Investigation of the effects of thermal annealing on the structural, morphological and optical properties of nanostructured Mn doped ZnO thin films

The control of the optical properties of ZnO nanostructured thin films by using different dopant elements paves the way for the development of potential materials for photonic and optoelectronic applications. In this work manganese (Mn) doped ZnO thin films were fabricated by rapid thermal evaporation method on a glass substrate having the same Mn content level of similar to 10% and annealed at different temperatures. XRD analysis showed that the annealed layers have hexagonal wurtzite structure, however, the unannealed layers showed only Zn peaks without any preferential direction. The elemental analysis of the films has been investigated by XPS, which revealed the presence of Mn and oxygen atoms for all layers.
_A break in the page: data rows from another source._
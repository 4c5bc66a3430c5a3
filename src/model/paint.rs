use serde::{Deserialize, Serialize};

use crate::foundation::core::{Rgba, Transform2x3};
use crate::model::value::Indirect;

#[derive(Clone, Debug, PartialEq, Serialize, Deserialize)]
#[serde(tag = "type", rename_all = "SCREAMING_SNAKE_CASE")]
pub enum Paint {
    Solid(SolidPaint),
    Image(ImagePaint),
    GradientLinear(GradientPaint),
    GradientRadial(GradientPaint),
    GradientDiamond(GradientPaint),
    GradientAngular(GradientPaint),
    /// Several paints applied to one field; each entry becomes one layer of the native stack.
    MixedPaint { values: Vec<Indirect<Paint>> },
}

#[derive(Clone, Copy, Debug, PartialEq, Serialize, Deserialize)]
pub struct SolidPaint {
    pub color: Rgba,
}

#[derive(Clone, Debug, PartialEq, Serialize, Deserialize)]
#[serde(rename_all = "camelCase")]
pub struct ImagePaint {
    pub scale_mode: ScaleMode,
    pub image_hash: String,
}

#[derive(Clone, Copy, Debug, Default, PartialEq, Eq, Serialize, Deserialize)]
#[serde(rename_all = "SCREAMING_SNAKE_CASE")]
pub enum ScaleMode {
    #[default]
    Fill,
    Fit,
    Crop,
    Tile,
}

#[derive(Clone, Debug, PartialEq, Serialize, Deserialize)]
#[serde(rename_all = "camelCase")]
pub struct GradientPaint {
    pub gradient_stops: Vec<ColorStop>,
    pub gradient_transform: Transform2x3,
}

#[derive(Clone, Copy, Debug, PartialEq, Serialize, Deserialize)]
pub struct ColorStop {
    /// Position along the gradient axis, in `[0, 1]`.
    pub position: f64,
    pub color: Rgba,
}

#[derive(Clone, Copy, Debug, PartialEq, Eq, Hash, Serialize, Deserialize)]
#[serde(rename_all = "SCREAMING_SNAKE_CASE")]
pub enum GradientKind {
    GradientLinear,
    GradientRadial,
    GradientDiamond,
    GradientAngular,
}

impl Paint {
    pub fn solid(color: Rgba) -> Self {
        Self::Solid(SolidPaint { color })
    }

    pub fn image(image_hash: impl Into<String>, scale_mode: ScaleMode) -> Self {
        Self::Image(ImagePaint {
            scale_mode,
            image_hash: image_hash.into(),
        })
    }

    pub fn gradient(kind: GradientKind, gradient: GradientPaint) -> Self {
        match kind {
            GradientKind::GradientLinear => Self::GradientLinear(gradient),
            GradientKind::GradientRadial => Self::GradientRadial(gradient),
            GradientKind::GradientDiamond => Self::GradientDiamond(gradient),
            GradientKind::GradientAngular => Self::GradientAngular(gradient),
        }
    }

    pub fn as_gradient(&self) -> Option<(GradientKind, &GradientPaint)> {
        match self {
            Self::GradientLinear(g) => Some((GradientKind::GradientLinear, g)),
            Self::GradientRadial(g) => Some((GradientKind::GradientRadial, g)),
            Self::GradientDiamond(g) => Some((GradientKind::GradientDiamond, g)),
            Self::GradientAngular(g) => Some((GradientKind::GradientAngular, g)),
            Self::Solid(_) | Self::Image(_) | Self::MixedPaint { .. } => None,
        }
    }

    pub fn as_solid(&self) -> Option<&SolidPaint> {
        match self {
            Self::Solid(s) => Some(s),
            _ => None,
        }
    }
}

#[cfg(test)]
#[path = "../../tests/unit/model/paint.rs"]
mod tests;
use serde::{Deserialize, Serialize};

use crate::foundation::core::{Rgba, Vector};

/// The only effect kinds that survive extraction. Blurs are dropped.
#[derive(Clone, Debug, PartialEq, Serialize, Deserialize)]
#[serde(tag = "type", rename_all = "SCREAMING_SNAKE_CASE")]
pub enum Effect {
    DropShadow(Shadow),
    InnerShadow(Shadow),
}

#[derive(Clone, Debug, PartialEq, Serialize, Deserialize)]
pub struct Shadow {
    pub color: Rgba,
    pub offset: Vector,
    pub radius: f64,
    #[serde(default, skip_serializing_if = "Option::is_none")]
    pub spread: Option<f64>,
}

impl Effect {
    pub fn shadow(&self) -> &Shadow {
        match self {
            Self::DropShadow(s) | Self::InnerShadow(s) => s,
        }
    }
}
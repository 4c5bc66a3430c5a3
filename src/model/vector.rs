use serde::{Deserialize, Serialize};

use crate::foundation::core::Vector;

#[derive(Clone, Copy, Debug, Default, PartialEq, Eq, Serialize, Deserialize)]
#[serde(rename_all = "SCREAMING_SNAKE_CASE")]
pub enum WindingRule {
    #[default]
    Nonzero,
    Evenodd,
    #[serde(rename = "None")]
    None,
}

#[derive(Clone, Debug, Default, PartialEq, Serialize, Deserialize)]
#[serde(rename_all = "camelCase")]
pub struct VectorNetwork {
    pub vertices: Vec<VectorVertex>,
    pub segments: Vec<VectorSegment>,
    #[serde(default, skip_serializing_if = "Option::is_none")]
    pub regions: Option<Vec<VectorRegion>>,
}

#[derive(Clone, Debug, Default, PartialEq, Serialize, Deserialize)]
#[serde(rename_all = "camelCase")]
pub struct VectorVertex {
    pub x: f64,
    pub y: f64,
    #[serde(default, skip_serializing_if = "Option::is_none")]
    pub stroke_cap: Option<String>,
    #[serde(default, skip_serializing_if = "Option::is_none")]
    pub stroke_join: Option<String>,
    #[serde(default, skip_serializing_if = "Option::is_none")]
    pub corner_radius: Option<f64>,
    #[serde(default, skip_serializing_if = "Option::is_none")]
    pub handle_mirroring: Option<String>,
}

#[derive(Clone, Debug, Default, PartialEq, Serialize, Deserialize)]
#[serde(rename_all = "camelCase")]
pub struct VectorSegment {
    pub start: usize,
    pub end: usize,
    #[serde(default, skip_serializing_if = "Option::is_none")]
    pub tangent_start: Option<Vector>,
    #[serde(default, skip_serializing_if = "Option::is_none")]
    pub tangent_end: Option<Vector>,
}

/// Region fills are host paints and pass through untouched.
#[derive(Clone, Debug, Default, PartialEq, Serialize, Deserialize)]
#[serde(rename_all = "camelCase")]
pub struct VectorRegion {
    pub winding_rule: WindingRule,
    pub loops: Vec<Vec<usize>>,
    #[serde(default, skip_serializing_if = "Option::is_none")]
    pub fills: Option<Vec<serde_json::Value>>,
    #[serde(default, skip_serializing_if = "Option::is_none")]
    pub fill_style_id: Option<String>,
}

#[derive(Clone, Debug, Default, PartialEq, Serialize, Deserialize)]
#[serde(rename_all = "camelCase")]
pub struct VectorPath {
    pub winding_rule: WindingRule,
    /// SVG path data in node-local coordinates.
    pub data: String,
}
In addition, it was observed by FIB-SEM that the morphology of thin films changed with the annealing temperature. For an anneal at 500 degrees C nanoneedles appeared. Raman spectroscopy showed E-1 (TO) mode in the sample annealed at 500 degrees C which was attributed with the formation of nanoneedles structures. The optical transmission of the annealed films was in the range of 75-77% and the optical bandgap varied from 3.97 to 3.72 eV. These variations are related to the structural and morphological changes of the thin films with annealing temperature.

Automated summary

Control of optical properties of ZnO nanostructured thin films using different dopant elements was studied, unveiling the effects of annealing temperature on structural, morphological changes and optical properties. XRD, XPS, FIB-SEM, and Raman spectroscopy were employed, showing that annealing led to the formation of nanoneedles structures and variations in optical transmission and bandgap.